PILOTs are voluntary payments made by tax-exempt nonprofits to municipalities, in place of property taxes, to cover the cost of city services they use. For Baltimore City and other local governments, PILOT programs offer a vital avenue to generate revenue from charitable organizations exempt from property taxes. 

"Baltimore is home to 20% of the state’s tax-exempt property," said Baltimore City Comptroller Bill Henry. “Non-profits provide critical resources to our residents. They also are a huge burden on the general fund. We need to change the way we approach this problem.” 

The Baltimore City Comptroller’s Office recommends the following measures:

  1. Municipalities should work collaboratively with nonprofits when seeking and negotiating PILOTs. Because PILOTs are voluntary payments, the best PILOT initiatives arise out of partnerships between municipalities and nonprofit organizations.
  2. PILOT agreements should standardize a formula that determines an institution's contributions. Using concrete and quantifiable methods reduces the appearance of unfairness, which increases exempt organizations’ willingness to comply with municipal PILOT requests.
  3. Cash contributions should be adjusted annually for public benefits provided to residents. City officials and nonprofit leaders should work together to identify which services would be most valuable for residents and most appropriate for each nonprofit to provide. But there must be a standard methodology used to calculate those community benefits.
  4. Agreements should provide the opportunity to adjust annual contributions based on acquiring or relinquishing new property by exempt institutions. PILOTs that provide additional Promising PILOTs | Office of Comptroller Bill Henry 21 payments when land becomes tax-exempt under nonprofit ownership could help ensure that local governments can continue to provide the same level of services.
  5. Municipalities should listen to each institution’s priorities and earmark PILOTs for services consistent with a non-profit’s mission and/or target a PILOT to fund activity that directly benefits the institution or supports its mission.
  6. State governments should provide grants to reimburse overburdened local governments for the loss of revenue due to property tax exemptions, particularly when the entire state derives significant economic benefits from the nonprofit.
  7. PILOTs should be multi-year agreements – with 10 years being the minimum. This provides for a predictable revenue stream for local governments and a known budget number for nonprofits.
  8. Agreements should specify a payment in the base year but adjust for inflation each year.
  9. PILOT agreements and their negotiations should be a public and transparent process.
  10. Local governments should track and publish PILOT contributions detailing total amounts – both cash contributions and community benefits credits – made by each nonprofit. Universities and hospitals may be more inclined to pay into PILOT agreements if they see other universities and hospitals doing so and know the public is privy to the information.

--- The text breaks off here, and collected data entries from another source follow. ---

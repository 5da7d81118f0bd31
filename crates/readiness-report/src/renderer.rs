//! [`ReportRenderer`] backed by the PDF encoder

use crate::{layout, pdf};
use chrono::{Local, NaiveDateTime};
use readiness_core::{AnswerRecord, Classification, DocumentArtifact, RenderError, ReportRenderer};

/// MIME type of rendered reports
pub const PDF_CONTENT_TYPE: &str = "application/pdf";

/// Renders the assessment report as an A4 PDF
#[derive(Debug, Clone, Default)]
pub struct PdfReportRenderer {
    fixed_time: Option<NaiveDateTime>,
}

impl PdfReportRenderer {
    /// Renderer stamping reports with the local time
    #[inline]
    #[must_use]
    pub fn new() -> Self {
        Self::default()
    }

    /// Stamp every report with `at` instead of the current time
    #[inline]
    #[must_use]
    pub fn with_fixed_time(mut self, at: NaiveDateTime) -> Self {
        self.fixed_time = Some(at);
        self
    }

    fn now(&self) -> NaiveDateTime {
        self.fixed_time
            .unwrap_or_else(|| Local::now().naive_local())
    }
}

impl ReportRenderer for PdfReportRenderer {
    fn render(
        &self,
        record: &AnswerRecord,
        classification: Classification,
    ) -> Result<DocumentArtifact, RenderError> {
        let report = layout::compose(record, classification, self.now())?;
        let bytes = pdf::encode(&report)?;
        tracing::debug!(
            "Rendered {} report with {} sections",
            classification,
            report.sections.len()
        );
        Ok(DocumentArtifact::new(bytes, report.filename, PDF_CONTENT_TYPE))
    }
}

Comptroller Henry said “These best practices are designed to establish fair, sustainable, and impactful PILOT programs that benefit our City as well as our anchor institutions. In 2026, the current PILOT will expire. Considering the mounting issues stressing our budget – increased school funding requirements, infrastructure improvements, various consent decrees – it is time for dramatic change.”